Oil company cash flow is a key indicator of their ability to fund exploration and development projects. Depressed world oil prices have been blamed as a major factor behind the sector's constrained financial returns.

As a result of crude's price slide, energy companies will continue to reduce their budgets for oil drilling and shift operations to natural gas in 1998, Price Waterhouse predicted.

Producers surveyed by Price Waterhouse for the report forecast an average 1998 natural gas price of C$2 per thousand cubic feet, based largely on increased access to United States markets once planned pipeline expansions come into service.

Expansions of the Northern Border Pipeline Co. (NBP) and TransCanada PipeLines Ltd. (TRP.) systems will add more than 1.1 billion cubic feet a day of new capacity in November.

In late 2000, the proposed Canada-Chicago Alliance Pipeline Project was expected to bring another 1.3 billion cubic feet a day of export capacity on stream.

Access to U.S. markets has become increasingly important because gas producers in the Lower 48 states were not expected to find sufficient reserves to replace production in 1998 and beyond, Price Waterhouse analyst Rick Roberge, author of the report, said.

Continued weakness of the Canadian dollar against its U.S. counterpart was also driving strong interest in export markets, Roberge said.

One concern for gas producers, however, was producing enough in Canada to meet the increased demand. He said 4,500-6,000 successful gas wells would have to be drilled in each of 1998 and 1999 to meet estimated export requirements.

Lingering low oil prices were also expected to lead to more merger and acquisition activity within the sector, albeit with fewer billion-dollar deals, Roberge said.

Instead, smaller companies were expected to lead the merger rush due to the combination of the weak commodity and limited access to equity financing, while major firms concentrated on smaller deals.

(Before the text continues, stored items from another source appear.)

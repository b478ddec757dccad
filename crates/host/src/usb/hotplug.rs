//! Hot-plug notifications
//!
//! libusb invokes the callback from inside `handle_events` on the worker
//! thread; it only filters against the id table and queues the event for the
//! worker loop.

use async_channel::Sender;
use driver::is_supported_id;
use rusb::{Context, Device, Hotplug};
use tracing::{debug, warn};

/// Arrival or departure of a device
#[derive(Debug)]
pub enum HotplugEvent {
    Arrived(Device<Context>),
    Left { bus: u8, address: u8 },
}

/// Hot-plug callback handler
pub struct HotplugCallback {
    event_sender: Sender<HotplugEvent>,
}

impl HotplugCallback {
    pub fn new(event_sender: Sender<HotplugEvent>) -> Self {
        Self { event_sender }
    }
}

impl Hotplug<Context> for HotplugCallback {
    fn device_arrived(&mut self, device: Device<Context>) {
        let matches = device
            .device_descriptor()
            .map(|d| is_supported_id(d.vendor_id(), d.product_id()))
            .unwrap_or(false);
        if !matches {
            return;
        }

        debug!(
            "Hot-plug callback: device arrived (bus={}, addr={})",
            device.bus_number(),
            device.address()
        );
        if let Err(e) = self.event_sender.try_send(HotplugEvent::Arrived(device)) {
            warn!("Dropped hot-plug arrival: {}", e);
        }
    }

    fn device_left(&mut self, device: Device<Context>) {
        // Descriptors may already be gone; the worker ignores unknown devices
        let event = HotplugEvent::Left {
            bus: device.bus_number(),
            address: device.address(),
        };
        if let Err(e) = self.event_sender.try_send(event) {
            warn!("Dropped hot-plug departure: {}", e);
        }
    }
}
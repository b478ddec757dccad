//! Async channel bridge between Tokio runtime and USB thread

use crate::usb_types::{DeviceSummary, SessionSummary};
use async_channel::{Receiver, Sender, bounded};
use driver::{DeviceIdentity, DeviceKey, HostStatus, ResetOutcome};

/// Commands from Tokio runtime to USB thread
#[derive(Debug)]
pub enum UsbCommand {
    /// List bound sessions
    ListSessions {
        /// Channel to send response back
        response: tokio::sync::oneshot::Sender<Vec<SessionSummary>>,
    },

    /// List devices on the bus that match the id table
    ListDevices {
        /// Channel to send response back
        response: tokio::sync::oneshot::Sender<crate::Result<Vec<DeviceSummary>>>,
    },

    /// Bus-reset a device, suspending its sessions around the reset
    ResetDevice {
        bus: u8,
        address: u8,
        /// Channel to send response back
        response: tokio::sync::oneshot::Sender<crate::Result<Vec<(DeviceKey, ResetOutcome)>>>,
    },

    /// Shutdown the USB thread gracefully
    Shutdown,
}

/// Lifecycle events from the USB thread
#[derive(Debug, Clone)]
pub enum UsbEvent {
    /// A session was bound
    SessionAttached {
        key: DeviceKey,
        identity: DeviceIdentity,
    },

    /// A matching device was refused
    AttachFailed {
        key: DeviceKey,
        identity: DeviceIdentity,
        status: HostStatus,
        /// Diagnostic message
        message: String,
    },

    /// A session was released
    SessionDetached { key: DeviceKey },
}

/// Handle for Tokio runtime (async)
#[derive(Clone)]
pub struct UsbBridge {
    cmd_tx: Sender<UsbCommand>,
    event_rx: Receiver<UsbEvent>,
}

impl UsbBridge {
    /// Send a command to the USB thread
    pub async fn send_command(&self, cmd: UsbCommand) -> crate::Result<()> {
        self.cmd_tx
            .send(cmd)
            .await
            .map_err(|e| crate::Error::Channel(e.to_string()))
    }

    /// Receive an event from the USB thread
    pub async fn recv_event(&self) -> crate::Result<UsbEvent> {
        self.event_rx
            .recv()
            .await
            .map_err(|e| crate::Error::Channel(e.to_string()))
    }
}

/// Handle for USB thread (blocking)
pub struct UsbWorker {
    pub(crate) cmd_rx: Receiver<UsbCommand>,
    /// Event sender (public for USB worker thread to access)
    pub event_tx: Sender<UsbEvent>,
}

impl UsbWorker {
    /// Receive a command from Tokio runtime (blocking)
    pub fn recv_command(&self) -> crate::Result<UsbCommand> {
        self.cmd_rx
            .recv_blocking()
            .map_err(|e| crate::Error::Channel(e.to_string()))
    }

    /// Try to receive a command without blocking
    pub fn try_recv_command(&self) -> Option<UsbCommand> {
        self.cmd_rx.try_recv().ok()
    }

    /// Send an event without blocking; dropped if nobody is listening
    pub fn send_event(&self, event: UsbEvent) -> crate::Result<()> {
        self.event_tx
            .try_send(event)
            .map_err(|e| crate::Error::Channel(e.to_string()))
    }
}

/// Create the channel bridge between Tokio and USB thread
///
/// Returns (UsbBridge for Tokio, UsbWorker for USB thread)
pub fn create_usb_bridge() -> (UsbBridge, UsbWorker) {
    let (cmd_tx, cmd_rx) = bounded(256);
    let (event_tx, event_rx) = bounded(256);

    (
        UsbBridge { cmd_tx, event_rx },
        UsbWorker { cmd_rx, event_tx },
    )
}

#[cfg(test)]
mod tests {
    use super::*;

    #[tokio::test]
    async fn test_channel_bridge() {
        let (bridge, worker) = create_usb_bridge();

        // Spawn a thread to simulate USB worker
        let handle = std::thread::spawn(move || {
            let cmd = worker.recv_command().unwrap();
            matches!(cmd, UsbCommand::ListSessions { .. })
        });

        // Send command from async context
        let (tx, _rx) = tokio::sync::oneshot::channel();
        bridge
            .send_command(UsbCommand::ListSessions { response: tx })
            .await
            .unwrap();

        assert!(handle.join().unwrap());
    }
}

''In this market, major risks are not prudent,'' Roberge said in a statement. ''This means managing costs, focusing on success with the drill bit and targeting key acquisitions. It will be important to show investors your company is a good bet if there's a flight in the market to quality.''

Schlumberger To Buy Camco In $3.1 Billion Deal

Schlumberger Ltd., a leading oilfield services company, said Friday it agreed to buy one of its smaller rivals, Camco International Inc., in a stock swap worth about $3.1 billion.

The combined market capitalization of the two companies totals $37 billion, the companies said in a statement. Consolidated sales and net income would have been $11.6 billion and $1.4 billion, respectively, in 1997.

Camco, based in Houston, will be operated as a division of Schlumberger's oilfield services group, the companies said. Schlumberger, based in New York, said it expects savings of $30 million from the deal.

Under the definitive agreement, Camco shareholders will receive 1.18 Schlumberger shares for each Camco share. Camco stock, which was halted Friday on the New York Stock Exchange, closed at $62.25 Thursday. Schlumberger stock was down 87.5 cents at $69.06 in morning trading Friday on the NYSE.

The deal is expected to add to earnings in 1999, the first full year of combined operations, the companies said in a joint statement.

The transaction is meant to be tax-free to Camco shareholders, they said. The deal is subject to Camco shareholder approval and is expected to close around the end of the third quarter.